TASK GOAL ::
Nothing may be dropped or added when the entries below are copied.

TASK DATA START

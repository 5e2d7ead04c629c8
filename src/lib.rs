// src/lib.rs

pub mod cache;
pub mod cli;
pub mod config;
pub mod dag;
pub mod engine;
pub mod errors;
pub mod exec;
pub mod logging;
pub mod path;
pub mod types;

use std::fmt::{self, Write};

use anyhow::{Context, Result};
use tracing::{debug, info};

use crate::cli::CliArgs;
use crate::config::{Plan, TrackerConfig, load_or_default, load_plan};
use crate::dag::{Computation, DependencyMap, TrackedGraph};
use crate::errors::TrackdagError;
use crate::path::GlobalPath;

/// High-level entry point used by `main.rs`.
///
/// Loads config and plan, validates the plan as a computation and prints
/// its tracked checkpoints. Nothing is executed.
pub fn run(args: CliArgs) -> Result<()> {
    let cfg = load_or_default(&args.config)
        .with_context(|| format!("loading config {}", args.config))?;
    let plan = load_plan(&args.plan).with_context(|| format!("loading plan {}", args.plan))?;

    let report = inspect(&plan, &cfg)?;
    print!("{report}");

    debug!("inspection complete (no execution)");
    Ok(())
}

/// Validate `plan` and render a human-readable report of its tracked
/// checkpoints, output and request order.
pub fn inspect(plan: &Plan, cfg: &TrackerConfig) -> errors::Result<String> {
    if plan.items.len() > cfg.limits.max_items {
        return Err(TrackdagError::TooManyItems {
            count: plan.items.len(),
            limit: cfg.limits.max_items,
        });
    }

    let computation = Computation::create(plan.computation.clone(), plan.items.clone())?;
    let tracked = computation.tracked_paths();
    let closures = computation.tracked_dependencies();
    let graph = TrackedGraph::new(&tracked, &closures);
    let output = computation.output()?;

    info!(
        session = %plan.session,
        computation = %plan.computation,
        items = computation.items().len(),
        tracked = tracked.len(),
        "plan is valid"
    );

    let order = graph.request_order()?;
    let report = Report {
        plan,
        cfg,
        computation: &computation,
        output: &output.path,
        closures: &closures,
        tracked: &tracked,
        order: &order,
    };

    let mut out = String::new();
    report.render(&mut out).map_err(anyhow::Error::from)?;
    Ok(out)
}

/// Everything `inspect` prints, borrowed from the validated plan.
struct Report<'a> {
    plan: &'a Plan,
    cfg: &'a TrackerConfig,
    computation: &'a Computation,
    output: &'a GlobalPath,
    closures: &'a DependencyMap,
    tracked: &'a [GlobalPath],
    order: &'a [&'a GlobalPath],
}

impl Report<'_> {
    fn render(&self, out: &mut impl Write) -> fmt::Result {
        writeln!(out, "trackdag inspect")?;
        writeln!(out, "  session     = {}", self.plan.session)?;
        writeln!(out, "  computation = {}", self.plan.computation)?;
        writeln!(out, "  update_policy = {:?}", self.cfg.cache.update_policy)?;
        writeln!(out, "  event_buffer = {}", self.cfg.runtime.event_buffer)?;
        writeln!(out, "  exit_when_settled = {}", self.cfg.runtime.exit_when_settled)?;
        writeln!(out, "  output      = {}", self.output)?;
        writeln!(out)?;

        writeln!(out, "items ({}):", self.computation.items().len())?;
        for item in self.computation.items() {
            writeln!(out, "  - {} [{}]", item.path, item.locality)?;
            if !item.deps.is_empty() {
                writeln!(out, "      deps: {}", join(&item.deps))?;
            }
            if !item.logical_deps.is_empty() {
                writeln!(out, "      logical_deps: {}", join(&item.logical_deps))?;
            }
        }
        writeln!(out)?;

        writeln!(out, "tracked dependencies ({}):", self.tracked.len())?;
        for path in self.tracked {
            let deps = self.closures.get(path).map(Vec::as_slice).unwrap_or(&[]);
            writeln!(out, "  - {path} <- [{}]", join(deps))?;
        }
        writeln!(out)?;

        writeln!(out, "request order:")?;
        for (n, path) in self.order.iter().enumerate() {
            writeln!(out, "  {}. {path}", n + 1)?;
        }
        Ok(())
    }
}

fn join<T: std::fmt::Display>(paths: &[T]) -> String {
    paths
        .iter()
        .map(ToString::to_string)
        .collect::<Vec<_>>()
        .join(", ")
}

TASK DATA END

SOLVED EXERCISE ::
repository 5e2d7ead04c629c8
filename src/lib.rs
// src/lib.rs

pub mod cache;
pub mod cli;
pub mod config;
pub mod dag;
pub mod engine;
pub mod errors;
pub mod exec;
pub mod logging;
pub mod path;
pub mod types;

use std::fmt::{self, Write};

use anyhow::{Context, Result};
use tracing::{debug, info};

use crate::cli::CliArgs;
use crate::config::{Plan, TrackerConfig, load_or_default, load_plan};
use crate::dag::{Computation, DependencyMap, TrackedGraph};
use crate::errors::TrackdagError;
use crate::path::GlobalPath;

/// High-level entry point used by `main.rs`.
///
/// Loads config and plan, validates the plan as a computation and prints
/// its tracked checkpoints. Nothing is executed.
pub fn run(args: CliArgs) -> Result<()> {
    let cfg = load_or_default(&args.config)
        .with_context(|| format!("loading config {}", args.config))?;
    let plan = load_plan(&args.plan).with_context(|| format!("loading plan {}", args.plan))?;

    let report = inspect(&plan, &cfg)?;
    print!("{report}");

    debug!("inspection complete (no execution)");
    Ok(())
}

/// Validate `plan` and render a human-readable report of its tracked
/// checkpoints, output and request order.
pub fn inspect(plan: &Plan, cfg: &TrackerConfig) -> errors::Result<String> {
    if plan.items.len() > cfg.limits.max_items {
        return Err(TrackdagError::TooManyItems {
            count: plan.items.len(),
            limit: cfg.limits.max_items,
        });
    }

    let computation = Computation::create(plan.computation.clone(), plan.items.clone())?;
    let tracked = computation.tracked_paths();
    let closures = computation.tracked_dependencies();
    let graph = TrackedGraph::new(&tracked, &closures);
    let output = computation.output()?;

    info!(
        session = %plan.session,
        computation = %plan.computation,
        items = computation.items().len(),
        tracked = tracked.len(),
        "plan is valid"
    );

    let order = graph.request_order()?;
    let report = Report {
        plan,
        cfg,
        computation: &computation,
        output: &output.path,
        closures: &closures,
        tracked: &tracked,
        order: &order,
    };

    let mut out = String::new();
    report.render(&mut out).map_err(anyhow::Error::from)?;
    Ok(out)
}

/// Everything `inspect` prints, borrowed from the validated plan.
struct Report<'a> {
    plan: &'a Plan,
    cfg: &'a TrackerConfig,
    computation: &'a Computation,
    output: &'a GlobalPath,
    closures: &'a DependencyMap,
    tracked: &'a [GlobalPath],
    order: &'a [&'a GlobalPath],
}

impl Report<'_> {
    fn render(&self, out: &mut impl Write) -> fmt::Result {
        writeln!(out, "trackdag inspect")?;
        writeln!(out, "  session     = {}", self.plan.session)?;
        writeln!(out, "  computation = {}", self.plan.computation)?;
        writeln!(out, "  update_policy = {:?}", self.cfg.cache.update_policy)?;
        writeln!(out, "  event_buffer = {}", self.cfg.runtime.event_buffer)?;
        writeln!(out, "  exit_when_settled = {}", self.cfg.runtime.exit_when_settled)?;
        writeln!(out, "  output      = {}", self.output)?;
        writeln!(out)?;

        writeln!(out, "items ({}):", self.computation.items().len())?;
        for item in self.computation.items() {
            writeln!(out, "  - {} [{}]", item.path, item.locality)?;
            if !item.deps.is_empty() {
                writeln!(out, "      deps: {}", join(&item.deps))?;
            }
            if !item.logical_deps.is_empty() {
                writeln!(out, "      logical_deps: {}", join(&item.logical_deps))?;
            }
        }
        writeln!(out)?;

        writeln!(out, "tracked dependencies ({}):", self.tracked.len())?;
        for path in self.tracked {
            let deps = self.closures.get(path).map(Vec::as_slice).unwrap_or(&[]);
            writeln!(out, "  - {path} <- [{}]", join(deps))?;
        }
        writeln!(out)?;

        writeln!(out, "request order:")?;
        for (n, path) in self.order.iter().enumerate() {
            writeln!(out, "  {}. {path}", n + 1)?;
        }
        Ok(())
    }
}

fn join<T: std::fmt::Display>(paths: &[T]) -> String {
    paths
        .iter()
        .map(ToString::to_string)
        .collect::<Vec<_>>()
        .join(", ")
}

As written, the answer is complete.